Task directions =>
Using the material that follows, output exactly the lines from the one containing "pub struct AudioHandle" through the one containing "pub fn resume(&self)", with both ends kept.

Record extracts START

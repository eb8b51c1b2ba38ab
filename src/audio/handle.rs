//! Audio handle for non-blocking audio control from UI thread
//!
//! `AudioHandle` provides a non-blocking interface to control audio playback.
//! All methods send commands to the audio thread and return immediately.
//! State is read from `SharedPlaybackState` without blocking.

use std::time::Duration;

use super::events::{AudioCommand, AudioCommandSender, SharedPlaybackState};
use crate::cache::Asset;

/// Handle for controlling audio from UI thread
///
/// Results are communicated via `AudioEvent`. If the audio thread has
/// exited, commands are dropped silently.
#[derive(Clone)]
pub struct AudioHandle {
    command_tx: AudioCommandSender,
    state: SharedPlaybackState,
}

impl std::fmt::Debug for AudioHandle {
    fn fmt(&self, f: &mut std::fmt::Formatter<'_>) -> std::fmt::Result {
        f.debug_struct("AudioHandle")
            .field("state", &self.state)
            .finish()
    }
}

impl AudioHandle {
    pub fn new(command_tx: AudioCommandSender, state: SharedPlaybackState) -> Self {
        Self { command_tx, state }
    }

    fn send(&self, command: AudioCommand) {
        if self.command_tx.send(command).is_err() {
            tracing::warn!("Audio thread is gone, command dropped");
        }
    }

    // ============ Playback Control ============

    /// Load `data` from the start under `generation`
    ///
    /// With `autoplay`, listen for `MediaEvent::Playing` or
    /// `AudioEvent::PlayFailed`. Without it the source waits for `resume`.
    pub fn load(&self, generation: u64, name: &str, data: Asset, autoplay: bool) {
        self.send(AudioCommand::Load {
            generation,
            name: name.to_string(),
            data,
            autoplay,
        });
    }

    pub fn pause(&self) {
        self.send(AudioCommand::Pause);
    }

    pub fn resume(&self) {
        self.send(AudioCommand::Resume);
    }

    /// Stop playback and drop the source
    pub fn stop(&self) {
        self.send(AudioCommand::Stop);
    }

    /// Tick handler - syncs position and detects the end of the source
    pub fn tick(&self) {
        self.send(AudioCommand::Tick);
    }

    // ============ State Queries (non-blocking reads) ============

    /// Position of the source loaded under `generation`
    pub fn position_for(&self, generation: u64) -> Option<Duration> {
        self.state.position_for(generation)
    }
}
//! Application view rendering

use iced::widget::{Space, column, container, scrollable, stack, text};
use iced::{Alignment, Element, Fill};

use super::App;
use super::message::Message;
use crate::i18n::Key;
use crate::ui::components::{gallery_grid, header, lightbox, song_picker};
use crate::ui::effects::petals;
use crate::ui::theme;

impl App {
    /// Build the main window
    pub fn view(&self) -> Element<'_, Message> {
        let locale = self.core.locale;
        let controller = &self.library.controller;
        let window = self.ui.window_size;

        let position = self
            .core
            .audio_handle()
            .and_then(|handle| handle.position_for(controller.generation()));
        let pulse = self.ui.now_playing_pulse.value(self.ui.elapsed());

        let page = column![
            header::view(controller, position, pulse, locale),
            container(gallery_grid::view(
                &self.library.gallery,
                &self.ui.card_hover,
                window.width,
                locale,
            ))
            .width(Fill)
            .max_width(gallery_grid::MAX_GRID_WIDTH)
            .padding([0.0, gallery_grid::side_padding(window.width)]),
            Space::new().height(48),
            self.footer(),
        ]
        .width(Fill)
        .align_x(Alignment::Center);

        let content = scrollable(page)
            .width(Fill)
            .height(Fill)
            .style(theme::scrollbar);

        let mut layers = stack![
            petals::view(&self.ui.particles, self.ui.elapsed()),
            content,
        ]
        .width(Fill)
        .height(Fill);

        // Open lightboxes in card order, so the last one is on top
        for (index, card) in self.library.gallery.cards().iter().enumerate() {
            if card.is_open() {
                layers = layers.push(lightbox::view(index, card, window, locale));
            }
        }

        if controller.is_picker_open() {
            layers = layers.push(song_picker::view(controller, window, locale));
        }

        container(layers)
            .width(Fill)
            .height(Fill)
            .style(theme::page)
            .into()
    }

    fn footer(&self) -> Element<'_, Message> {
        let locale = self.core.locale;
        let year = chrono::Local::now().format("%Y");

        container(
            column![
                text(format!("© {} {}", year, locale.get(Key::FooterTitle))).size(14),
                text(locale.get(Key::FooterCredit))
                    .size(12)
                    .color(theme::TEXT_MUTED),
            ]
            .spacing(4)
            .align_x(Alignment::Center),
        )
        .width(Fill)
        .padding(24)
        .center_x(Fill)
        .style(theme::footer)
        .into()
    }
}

Record extracts END
Record extracts START

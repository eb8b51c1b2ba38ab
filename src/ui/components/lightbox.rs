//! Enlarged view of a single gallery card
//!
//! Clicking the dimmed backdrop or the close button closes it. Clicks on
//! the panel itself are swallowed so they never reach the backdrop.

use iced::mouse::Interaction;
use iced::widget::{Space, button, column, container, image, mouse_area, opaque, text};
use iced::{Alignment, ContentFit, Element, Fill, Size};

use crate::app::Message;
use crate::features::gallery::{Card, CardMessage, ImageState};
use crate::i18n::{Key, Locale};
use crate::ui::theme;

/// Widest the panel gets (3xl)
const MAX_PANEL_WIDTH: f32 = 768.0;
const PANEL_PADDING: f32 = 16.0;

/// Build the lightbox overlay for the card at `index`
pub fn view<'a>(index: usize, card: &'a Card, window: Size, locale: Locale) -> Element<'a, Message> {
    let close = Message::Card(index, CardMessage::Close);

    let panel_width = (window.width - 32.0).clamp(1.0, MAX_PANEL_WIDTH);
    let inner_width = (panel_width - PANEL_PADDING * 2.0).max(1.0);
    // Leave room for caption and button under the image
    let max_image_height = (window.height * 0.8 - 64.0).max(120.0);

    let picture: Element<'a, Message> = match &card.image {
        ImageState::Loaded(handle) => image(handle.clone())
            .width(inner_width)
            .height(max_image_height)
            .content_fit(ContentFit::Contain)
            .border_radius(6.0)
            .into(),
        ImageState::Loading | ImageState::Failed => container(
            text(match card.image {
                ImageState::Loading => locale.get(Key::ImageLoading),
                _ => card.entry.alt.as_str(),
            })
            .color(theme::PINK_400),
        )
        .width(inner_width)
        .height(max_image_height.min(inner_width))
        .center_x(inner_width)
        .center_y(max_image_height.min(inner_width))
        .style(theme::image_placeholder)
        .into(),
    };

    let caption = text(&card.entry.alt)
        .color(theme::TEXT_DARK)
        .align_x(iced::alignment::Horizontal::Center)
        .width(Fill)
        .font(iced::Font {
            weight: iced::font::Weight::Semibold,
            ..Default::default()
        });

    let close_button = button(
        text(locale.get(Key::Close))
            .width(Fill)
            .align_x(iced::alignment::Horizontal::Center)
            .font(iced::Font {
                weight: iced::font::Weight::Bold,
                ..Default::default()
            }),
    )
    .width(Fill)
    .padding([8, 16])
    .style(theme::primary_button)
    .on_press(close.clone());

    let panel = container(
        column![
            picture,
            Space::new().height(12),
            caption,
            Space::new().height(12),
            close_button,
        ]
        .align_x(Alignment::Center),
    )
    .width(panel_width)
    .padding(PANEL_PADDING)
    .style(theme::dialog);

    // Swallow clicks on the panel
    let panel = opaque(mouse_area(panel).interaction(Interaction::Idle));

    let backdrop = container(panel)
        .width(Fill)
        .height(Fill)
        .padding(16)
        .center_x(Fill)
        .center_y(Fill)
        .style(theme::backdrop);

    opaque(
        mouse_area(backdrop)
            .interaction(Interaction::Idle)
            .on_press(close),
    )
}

Record extracts END
Record extracts START

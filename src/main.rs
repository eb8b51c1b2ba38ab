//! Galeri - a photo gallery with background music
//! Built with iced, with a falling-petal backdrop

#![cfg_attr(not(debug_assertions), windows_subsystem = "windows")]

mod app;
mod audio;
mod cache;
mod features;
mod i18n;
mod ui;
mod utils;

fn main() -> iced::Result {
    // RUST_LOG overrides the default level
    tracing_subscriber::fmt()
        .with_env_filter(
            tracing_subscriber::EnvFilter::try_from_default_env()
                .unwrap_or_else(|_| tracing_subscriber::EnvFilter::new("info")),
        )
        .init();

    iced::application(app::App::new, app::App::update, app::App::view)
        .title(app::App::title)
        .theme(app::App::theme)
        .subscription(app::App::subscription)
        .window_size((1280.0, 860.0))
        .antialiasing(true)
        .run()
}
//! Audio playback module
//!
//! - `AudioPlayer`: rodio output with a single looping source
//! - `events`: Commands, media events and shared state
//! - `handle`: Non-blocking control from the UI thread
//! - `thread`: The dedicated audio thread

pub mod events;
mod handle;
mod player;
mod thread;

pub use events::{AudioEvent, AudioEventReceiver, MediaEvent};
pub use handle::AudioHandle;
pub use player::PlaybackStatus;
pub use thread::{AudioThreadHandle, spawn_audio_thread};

Record extracts END

Result of the task =>
pub struct AudioHandle {
    command_tx: AudioCommandSender,
    state: SharedPlaybackState,
}

impl std::fmt::Debug for AudioHandle {
    fn fmt(&self, f: &mut std::fmt::Formatter<'_>) -> std::fmt::Result {
        f.debug_struct("AudioHandle")
            .field("state", &self.state)
            .finish()
    }
}

impl AudioHandle {
    pub fn new(command_tx: AudioCommandSender, state: SharedPlaybackState) -> Self {
        Self { command_tx, state }
    }

    fn send(&self, command: AudioCommand) {
        if self.command_tx.send(command).is_err() {
            tracing::warn!("Audio thread is gone, command dropped");
        }
    }

    // ============ Playback Control ============

    /// Load `data` from the start under `generation`
    ///
    /// With `autoplay`, listen for `MediaEvent::Playing` or
    /// `AudioEvent::PlayFailed`. Without it the source waits for `resume`.
    pub fn load(&self, generation: u64, name: &str, data: Asset, autoplay: bool) {
        self.send(AudioCommand::Load {
            generation,
            name: name.to_string(),
            data,
            autoplay,
        });
    }

    pub fn pause(&self) {
        self.send(AudioCommand::Pause);
    }

    pub fn resume(&self) {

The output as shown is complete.